At this point we should talk a bit more about who is involved in CHALICE and what we’re hoping to gain from it.
The project is led by the EDINA National Datacentre at the University of Edinburgh. EDINA is almost entirely supported by JISC, and runs the flagship Digimap service which provides UK HE/FE access to national mapping data for the UK.
EDINA also maintains the Unlock service, which provides search across different placename gazetteers, and extraction of placenames from text using different gazetteers to “ground” references to place at definite locations. Unlock started life as the GeoCrossWalk project, and it was our involvement in the “Embedding GeoCrossWalk” project that sparked this interest in using text mining techniques to generate placename authority files from historic texts.
The Language Technology Group at the School of Informatics in Edinburgh were partners in this, and have moved on with us to CHALICE. They created the Edinburgh Geoparser that sits behind the Unlock Text web service. Their text mining magic extends much deeper than we’ve really made use of yet, as far as being able to extract events and relations from text, as well as references to people and concepts.
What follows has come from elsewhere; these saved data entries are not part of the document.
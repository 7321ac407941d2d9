//! Dedicated writer task for the serial write half.
//!
//! Every frame goes through one bounded mpsc channel to a single task that
//! owns the write half, so callers never contend for the stream. Frames that
//! queue up while a write is in progress are coalesced into one write.
//!
//! ```text
//! Facade call ─┐
//! Heartbeat  ──┼─► mpsc::Sender<Bytes> ─► Writer Task ─► Serial port
//! Handshake  ──┘
//! ```
//!
//! Queued-but-unwritten frames are counted with semaphore credits. A sender
//! takes one credit per frame and the task hands them back once the frame is
//! on the wire, so a stalled port pushes back on callers instead of growing
//! the queue.

use std::sync::Arc;
use std::time::Duration;

use bytes::{Bytes, BytesMut};
use tokio::io::{AsyncWrite, AsyncWriteExt};
use tokio::sync::{mpsc, Semaphore, SemaphorePermit, TryAcquireError};
use tokio::task::JoinHandle;
use tracing::{error, trace};

use crate::error::{CoconutError, Result};

/// Default maximum pending frames before backpressure kicks in.
pub const DEFAULT_MAX_PENDING_FRAMES: usize = 64;

/// Default channel capacity.
pub const DEFAULT_CHANNEL_CAPACITY: usize = 64;

/// Default backpressure timeout.
pub const DEFAULT_BACKPRESSURE_TIMEOUT: Duration = Duration::from_secs(5);

/// Most frames coalesced into one write.
const MAX_BATCH_SIZE: usize = 32;

/// Configuration for the writer task.
#[derive(Debug, Clone)]
pub struct WriterConfig {
    /// Maximum pending frames before backpressure kicks in.
    pub max_pending_frames: usize,
    /// Channel capacity for the frame queue.
    pub channel_capacity: usize,
    /// Timeout when waiting for backpressure to clear.
    pub backpressure_timeout: Duration,
}

impl Default for WriterConfig {
    fn default() -> Self {
        Self {
            max_pending_frames: DEFAULT_MAX_PENDING_FRAMES,
            channel_capacity: DEFAULT_CHANNEL_CAPACITY,
            backpressure_timeout: DEFAULT_BACKPRESSURE_TIMEOUT,
        }
    }
}

/// Handle for queueing frames on the writer task.
#[derive(Clone)]
pub struct WriterHandle {
    tx: mpsc::Sender<Bytes>,
    credits: Arc<Semaphore>,
    max_pending: usize,
    timeout: Duration,
}

impl WriterHandle {
    /// Queue a frame, waiting up to the backpressure timeout for a credit.
    pub async fn send(&self, frame: Bytes) -> Result<()> {
        let credit = match self.credits.try_acquire() {
            Ok(credit) => credit,
            Err(TryAcquireError::Closed) => return Err(CoconutError::ConnectionClosed),
            Err(TryAcquireError::NoPermits) => self.wait_for_credit().await?,
        };

        self.tx
            .send(frame)
            .await
            .map_err(|_| CoconutError::ConnectionClosed)?;
        credit.forget();
        Ok(())
    }

    async fn wait_for_credit(&self) -> Result<SemaphorePermit<'_>> {
        if self.tx.is_closed() {
            return Err(CoconutError::ConnectionClosed);
        }
        trace!(pending = self.pending_count(), "Writer backpressure");
        match tokio::time::timeout(self.timeout, self.credits.acquire()).await {
            Ok(Ok(credit)) => Ok(credit),
            Ok(Err(_)) => Err(CoconutError::ConnectionClosed),
            Err(_) => Err(CoconutError::BackpressureTimeout),
        }
    }

    /// Queue a frame only if that needs no waiting.
    ///
    /// Fails with [`CoconutError::BackpressureTimeout`] when no credit or
    /// channel slot is free.
    pub fn try_send(&self, frame: Bytes) -> Result<()> {
        let credit = self.credits.try_acquire().map_err(|e| match e {
            TryAcquireError::NoPermits => CoconutError::BackpressureTimeout,
            TryAcquireError::Closed => CoconutError::ConnectionClosed,
        })?;
        self.tx.try_send(frame).map_err(|e| match e {
            mpsc::error::TrySendError::Full(_) => CoconutError::BackpressureTimeout,
            mpsc::error::TrySendError::Closed(_) => CoconutError::ConnectionClosed,
        })?;
        credit.forget();
        Ok(())
    }

    /// Frames queued but not yet written.
    pub fn pending_count(&self) -> usize {
        self.max_pending
            .saturating_sub(self.credits.available_permits())
    }

    /// Check if the writer task has stopped.
    pub fn is_closed(&self) -> bool {
        self.tx.is_closed()
    }
}

/// Spawn the writer task and return a handle for queueing frames.
///
/// The task ends cleanly once every handle is dropped, or with an error if
/// the stream fails.
pub fn spawn_writer_task<W>(writer: W, config: WriterConfig) -> (WriterHandle, JoinHandle<Result<()>>)
where
    W: AsyncWrite + Unpin + Send + 'static,
{
    let max_pending = config.max_pending_frames.max(1);
    let (tx, rx) = mpsc::channel(config.channel_capacity.max(1));
    let credits = Arc::new(Semaphore::new(max_pending));

    let handle = WriterHandle {
        tx,
        credits: credits.clone(),
        max_pending,
        timeout: config.backpressure_timeout,
    };
    let task = tokio::spawn(writer_loop(rx, writer, credits));

    (handle, task)
}

async fn writer_loop<W>(mut rx: mpsc::Receiver<Bytes>, mut writer: W, credits: Arc<Semaphore>) -> Result<()>
where
    W: AsyncWrite + Unpin,
{
    let result = drain(&mut rx, &mut writer, &credits).await;
    credits.close();
    if let Err(e) = &result {
        error!("Writer task stopped: {}", e);
    }
    result
}

async fn drain<W>(rx: &mut mpsc::Receiver<Bytes>, writer: &mut W, credits: &Semaphore) -> Result<()>
where
    W: AsyncWrite + Unpin,
{
    let mut batch = Vec::with_capacity(MAX_BATCH_SIZE);
    let mut out = BytesMut::new();

    loop {
        let count = rx.recv_many(&mut batch, MAX_BATCH_SIZE).await;
        if count == 0 {
            break;
        }

        out.clear();
        for frame in batch.drain(..) {
            trace!(frame = ?&frame[..], "TX");
            out.extend_from_slice(&frame);
        }

        let result = write_frames(writer, &out).await;
        credits.add_permits(count);
        result?;
    }

    Ok(())
}

/// Write coalesced frames, then flush.
async fn write_frames<W>(writer: &mut W, bytes: &[u8]) -> Result<()>
where
    W: AsyncWrite + Unpin,
{
    if bytes.is_empty() {
        return Ok(());
    }
    writer.write_all(bytes).await?;
    writer.flush().await?;
    Ok(())
}
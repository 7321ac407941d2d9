//! Pending-request correlator.
//!
//! Replies carry no request ID. Acks answer run and reset commands, data
//! frames answer queries, so an incoming frame is matched to the oldest
//! outstanding request expecting that shape. The frame is then decoded
//! against that request's own context and delivered to its waiter.
//!
//! A request the caller gave up on (timed out, or its future dropped) keeps
//! its place in the queue as a discard marker. Its late reply lands on the
//! marker and is dropped instead of resolving the next request of the same
//! shape. A marker that sees no reply within the late-reply window expires.
//!
//! Heartbeat probes are tracked like any other query but their replies go
//! to a persistent broadcast listener instead of a one-shot. At most one
//! probe is outstanding at a time.

use std::collections::VecDeque;
use std::sync::{Mutex, MutexGuard, PoisonError};
use std::time::Duration;

use tokio::sync::{broadcast, oneshot};
use tokio::time::Instant;
use tracing::{debug, trace, warn};

use crate::command::{CorrelationKey, Request};
use crate::error::{CoconutError, Result};
use crate::handler::{DispatchTable, RequestContext, Response};
use crate::protocol::{FrameShape, InboundFrame};

/// Capacity of the heartbeat reply channel.
const HEARTBEAT_CHANNEL_CAPACITY: usize = 16;

/// Default time a discard marker waits for its late reply.
pub const DEFAULT_LATE_REPLY_WINDOW: Duration = Duration::from_secs(2);

/// Receiver for a single request's response.
pub type ResponseReceiver = oneshot::Receiver<Response>;

enum Completion {
    Once(oneshot::Sender<Response>),
    Heartbeat,
    Discard { until: Instant },
}

struct InFlight {
    key: CorrelationKey,
    context: RequestContext,
    completion: Completion,
}

impl InFlight {
    /// Someone still wants the reply.
    fn is_waiting(&self) -> bool {
        match &self.completion {
            Completion::Once(tx) => !tx.is_closed(),
            Completion::Heartbeat => true,
            Completion::Discard { .. } => false,
        }
    }

    fn is_probe(&self) -> bool {
        matches!(self.completion, Completion::Heartbeat)
    }

    fn discard(&mut self, until: Instant) {
        self.completion = Completion::Discard { until };
    }
}

#[derive(Default)]
struct Inner {
    entries: VecDeque<InFlight>,
    closed: bool,
}

impl Inner {
    /// Turn dropped waiters into discard markers and expire old markers.
    fn prune(&mut self, window: Duration) {
        let now = Instant::now();
        self.entries.retain_mut(|entry| {
            if matches!(&entry.completion, Completion::Once(tx) if tx.is_closed()) {
                debug!(key = %entry.key, "Waiter dropped, discarding its reply");
                entry.discard(now + window);
                return true;
            }
            match entry.completion {
                Completion::Discard { until } if until <= now => {
                    debug!(key = %entry.key, "No late reply, marker expired");
                    false
                }
                _ => true,
            }
        });
    }

    fn waiting(&self, key: &CorrelationKey) -> Option<usize> {
        self.entries
            .iter()
            .position(|entry| entry.is_waiting() && &entry.key == key)
    }
}

/// Outstanding requests of one peripheral, in send order.
pub struct PendingRequests {
    inner: Mutex<Inner>,
    heartbeat: broadcast::Sender<Response>,
    late_reply_window: Duration,
}

impl PendingRequests {
    /// Create an empty correlator.
    pub fn new() -> Self {
        Self::with_late_reply_window(DEFAULT_LATE_REPLY_WINDOW)
    }

    /// Create an empty correlator whose discard markers live for `window`.
    pub fn with_late_reply_window(window: Duration) -> Self {
        let (heartbeat, _) = broadcast::channel(HEARTBEAT_CHANNEL_CAPACITY);
        Self {
            inner: Mutex::new(Inner::default()),
            heartbeat,
            late_reply_window: window,
        }
    }

    fn lock(&self) -> MutexGuard<'_, Inner> {
        self.inner.lock().unwrap_or_else(PoisonError::into_inner)
    }

    /// Register a request and return the receiver its response arrives on.
    ///
    /// Fails with [`CoconutError::RequestInFlight`] if a request with the
    /// same key is still waiting.
    pub fn register(&self, request: Request) -> Result<ResponseReceiver> {
        let mut inner = self.lock();
        if inner.closed {
            return Err(CoconutError::NotConnected);
        }
        inner.prune(self.late_reply_window);

        let (key, context) = request.into_parts();
        if inner.waiting(&key).is_some() {
            return Err(CoconutError::RequestInFlight(key.to_string()));
        }

        let (tx, rx) = oneshot::channel();
        trace!(key = %key, "Registered request");
        inner.entries.push_back(InFlight {
            key,
            context,
            completion: Completion::Once(tx),
        });
        Ok(rx)
    }

    /// Register a heartbeat probe.
    ///
    /// Returns `false`, registering nothing, while an earlier probe is still
    /// unanswered; the caller must not write another probe frame then.
    pub fn register_heartbeat(&self, request: Request) -> Result<bool> {
        let mut inner = self.lock();
        if inner.closed {
            return Err(CoconutError::NotConnected);
        }
        inner.prune(self.late_reply_window);

        if inner.entries.iter().any(InFlight::is_probe) {
            trace!("Probe still unanswered");
            return Ok(false);
        }

        let (key, context) = request.into_parts();
        inner.entries.push_back(InFlight {
            key,
            context,
            completion: Completion::Heartbeat,
        });
        Ok(true)
    }

    /// Subscribe to heartbeat replies.
    pub fn subscribe_heartbeat(&self) -> broadcast::Receiver<Response> {
        self.heartbeat.subscribe()
    }

    /// Match `frame` to the oldest request expecting its shape, decode it
    /// and deliver the response.
    ///
    /// Returns `false` if the frame was unsolicited, discarded, or could not
    /// be decoded.
    pub fn resolve(&self, frame: &InboundFrame, table: &DispatchTable) -> bool {
        let entry = {
            let mut inner = self.lock();
            inner.prune(self.late_reply_window);
            match take_oldest(&mut inner.entries, frame.shape()) {
                Some(entry) => entry,
                None => {
                    debug!(shape = ?frame.shape(), "Unsolicited frame");
                    return false;
                }
            }
        };

        let tx = match entry.completion {
            Completion::Discard { .. } => {
                debug!(key = %entry.key, "Discarded late reply");
                return false;
            }
            Completion::Once(tx) => Some(tx),
            Completion::Heartbeat => None,
        };

        let Some(dispatch) = table.dispatch(&entry.context, frame) else {
            warn!(key = %entry.key, "No decoder for reply");
            return false;
        };
        if dispatch.key != entry.key {
            warn!(expected = %entry.key, decoded = %dispatch.key, "Reply decoded under a different key");
        }
        trace!(key = %entry.key, response = ?dispatch.response, "Resolved");

        match tx {
            Some(tx) => tx.send(dispatch.response).is_ok(),
            None => {
                // No subscribers just means the heartbeat is stopped.
                let _ = self.heartbeat.send(dispatch.response);
                true
            }
        }
    }

    /// Remove a waiting request outright. Use only when its frame never
    /// reached the robot or the robot is known not to answer it.
    pub fn cancel(&self, key: &CorrelationKey) -> bool {
        let mut inner = self.lock();
        match inner.waiting(key) {
            Some(index) => inner.entries.remove(index).is_some(),
            None => false,
        }
    }

    /// Stop waiting for a request whose reply may still arrive.
    ///
    /// The entry stays in the queue as a discard marker for the late-reply
    /// window.
    pub fn abandon(&self, key: &CorrelationKey) -> bool {
        let until = Instant::now() + self.late_reply_window;
        let mut inner = self.lock();
        match inner.waiting(key) {
            Some(index) => {
                debug!(key = %key, "Abandoned, discarding its reply");
                inner.entries[index].discard(until);
                true
            }
            None => false,
        }
    }

    /// Check if a request with `key` is waiting.
    pub fn contains(&self, key: &CorrelationKey) -> bool {
        self.lock().waiting(key).is_some()
    }

    /// Number of requests waiting for a reply.
    pub fn len(&self) -> usize {
        self.lock()
            .entries
            .iter()
            .filter(|entry| entry.is_waiting())
            .count()
    }

    /// Check if no request is waiting.
    pub fn is_empty(&self) -> bool {
        self.len() == 0
    }

    /// Number of discard markers still expecting a late reply.
    pub fn discarding(&self) -> usize {
        self.lock()
            .entries
            .iter()
            .filter(|entry| matches!(entry.completion, Completion::Discard { .. }))
            .count()
    }

    /// Drop every outstanding request and refuse new ones.
    ///
    /// Waiters observe a closed channel.
    pub fn close(&self) {
        let mut inner = self.lock();
        inner.closed = true;
        let dropped = inner.entries.len();
        inner.entries.clear();
        if dropped > 0 {
            debug!(dropped, "Closed pending requests");
        }
    }

    /// Check if [`Self::close`] was called.
    pub fn is_closed(&self) -> bool {
        self.lock().closed
    }
}

impl Default for PendingRequests {
    fn default() -> Self {
        Self::new()
    }
}

fn take_oldest(entries: &mut VecDeque<InFlight>, shape: FrameShape) -> Option<InFlight> {
    let index = entries
        .iter()
        .position(|entry| entry.context.expected_shape() == shape)?;
    entries.remove(index)
}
CHALICE should be a fun challenge in an as yet under-explored research area of historic text mining – tuning grammar rules to do markup that can then be used to train machine learning recognisers, and comparing the results. Through their work with CDDA we hope to gain insight into the best balance between manual annotation and manually-corrected automatic annotation, in terms of cost of work, cost savings for others’ future work, and benefits of the different approaches to named entity recognition.